3. put 1 poem w/line-breaks into prose

January 31, 2008

She placed a curtain upon her eyes so she wouldn’t see it, delicately spreading the navy blue linen, teasing each lash, she placed a curtain upon her eyes so she wouldn’t see it.  She painted red on her nails she couldn’t touch it, stroking enamel strokes of flowing curtains soaked in liquid, she painted red on her nails so she couldn’t touch it.  She placed a golf ball in her mouth, now no biting.  Because that may just cause fighting, torn curtains and piercing eyes. 

But you want her to bite, don’t you?  You want to be stained with her bleeding polish and you want that golf ball to almost sink in her throat, but not to the point of scaring you.  Last night you stood in front of the frozen mist, staring at the water oblivious to stillness.  Now place the curtain back on her eyes, fan her nails, and find somewhere else to stare.

2. put 1 piece of prose into line-breaks

January 31, 2008

Red wine, you asked. 

White grapes are so boring,

so I said yes. 

My lips were violet by the end of the night. 

Too many grapes

too many pores

too many white teeth. 

Art: life’s flattering rivalry. 

As my pale olive limbs

started to crawl upon your legs,

I suspected you could be my rival.   

And a red pulp rained. 

Blood orange, you whispered. 

Blood orange, I smiled. 

The pulses of our thumbs combined

and I forgot which heart was beating. 

Hours of

squeezing and

staining and

squeezing more

squeezing and

dripping and

drinking

everything of yours

everything of mine.    

You gazed. 

I thought,

if I could paint you, I wouldn’t.  

Morning: eggs. 

The word is enough to disgust me,

the yolk pure slime. 

And then you mashed a mash

of onions ballooned my nostrils stung my brain. 

So I hid the onions

pulled your hands

with my eyes and

kissed you two more times. 

If your lips had been made of mango,

I would have eaten them. 

Strawberries I liked too

but the seeds ingrained themselves in my teeth and when I smiled

it was ugly. 

Mangos are more discreet. 

We made itto a week.

And ate boiled carrots. 

The next week, you brought pepper.

So we ate boiled carrots with pepper. 

A touch of insult to the carrot

but I kept quiet. 

Because I loved dessert:

cherry pits and

cherry stained lips

stained my lips thighs my thighs and

everything in between. 

But it still wasn’t mango. 

The following month

a phase of tomato and bread,

wheat bread with sesame seeds

and sunflower seeds

and some other seed

and oh! 

How I loved them. 

You drowned them in butter

but I kept quiet. 

Nibbling on my own seeds

itsy bitsy sharks nibbled my fingertips. 

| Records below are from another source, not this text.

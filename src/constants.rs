//! Constants and default values for the dpsup supervisor.
//!
//! This module centralizes the timing defaults and thresholds used when a descriptor or the
//! supervisor settings leave a value unspecified.

use std::time::Duration;

// ============================================================================
// Health Monitoring
// ============================================================================

/// Interval between readiness probes for a running process.
pub const DEFAULT_PROBE_INTERVAL: Duration = Duration::from_secs(1);

/// Per-attempt timeout applied to readiness probes.
pub const DEFAULT_PROBE_TIMEOUT: Duration = Duration::from_secs(2);

/// Consecutive failed probes before a process is reported `Unhealthy`.
pub const DEFAULT_FAILURE_THRESHOLD: u32 = 3;

// ============================================================================
// Restart Policy
// ============================================================================

/// Consecutive failures after which a process is declared permanently failed.
pub const DEFAULT_MAX_FAILURES: u32 = 5;

/// First delay of the default exponential backoff.
pub const DEFAULT_BACKOFF_INITIAL: Duration = Duration::from_secs(1);

/// Ceiling of the default exponential backoff.
pub const DEFAULT_BACKOFF_MAX: Duration = Duration::from_secs(30);

/// Growth factor of the default exponential backoff.
pub const DEFAULT_BACKOFF_MULTIPLIER: u32 = 2;

/// How long a process must stay `Ready` before its failure counter is cleared.
pub const DEFAULT_RESET_AFTER: Duration = Duration::from_secs(60);

// ============================================================================
// Shutdown
// ============================================================================

/// Time a process is given to exit after `SIGTERM` before it receives `SIGKILL`.
pub const DEFAULT_STOP_GRACE_PERIOD: Duration = Duration::from_secs(10);

/// Upper bound on how long the teardown hook blocks.
pub const DEFAULT_TEARDOWN_TIMEOUT: Duration = Duration::from_secs(30);

// ============================================================================
// Event Loop
// ============================================================================

/// Upper bound on how long the scheduler sleeps when no timer is pending.
pub const EVENT_LOOP_IDLE_WAIT: Duration = Duration::from_millis(500);

// ============================================================================
// Shell Execution Constants
// ============================================================================

/// Default shell used for command readiness probes.
pub const DEFAULT_SHELL: &str = "sh";

/// Shell argument flag for executing command strings.
pub const SHELL_COMMAND_FLAG: &str = "-c";

/// Polling step used while waiting on a probe command to finish.
pub const PROBE_COMMAND_POLL: Duration = Duration::from_millis(20);

// ============================================================================
// Status Reporting
// ============================================================================

/// Version identifier for the machine-readable status snapshot payload.
pub const STATUS_SCHEMA_VERSION: &str = "status.v1";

But the tomato diced well.   

The week of nuts

I thought I heard love 

from the bottom of your lip

and the tip of my tongue,

shaved almonds resting on your cheek. 

Pistachios up and down my arms

but you kneaded them

into my skin piercing

every freckle

remnant trails black and blue.        

I still surprised you with a chocolate coconut kiss.

I was always sweet. 

But you bought gummy bears. 

Biting off heads

off arms

off paws

of gelatin

of red

and blue

and green

and orange

and yes!

Colors are pretty. 

But not those.   

I tried to dye my coconut green.But you didn’t believe me and stuck to the bears.     

Then onions. 

White onions. 

Thin raw rings

staring at me.  

From a bowl. 

On the table.   

And you actually ate them. 

Had I known you were miserable I would have added ketchup mustard five tins of pepper.   

But you mashed a mash of onions

ballooned my nostrils

stung my brain,

burnt my nerves, 

egg yolk now slithered down my thigh. 

Seeds soaked in butter,

smiling masochist seeds. 

A parade of green,

a dance of red,

a flip of yellow,

orange cartwheels. 

Bears bouncing and giggling,

a corruption of laughter,

wine stained lips

I could have done the same with beets. 

Onion after onion

peeling out my eyes, 

evaporating the carrots,

all rims left behind.  

And a lonely chocolate coconut kiss

spitting up strawberry wine.

1. cut 1 piece in half

January 31, 2008

Art: life’s flattering rivalry.  As my pale olive limbs crawled upon your legs, I suspected you could be my rival.  Red wine, you asked.  White grapes are so boring so I said yes.  Too many pores in too many white teeth too many stains.  But I continued to kiss and nibble your lips.  If they had been made of mango, I would have eaten them.  Strawberries I liked too but the seeds ingrained themselves in my teeth already wine stained, and it was ugly.  Mangos would have been more discreet.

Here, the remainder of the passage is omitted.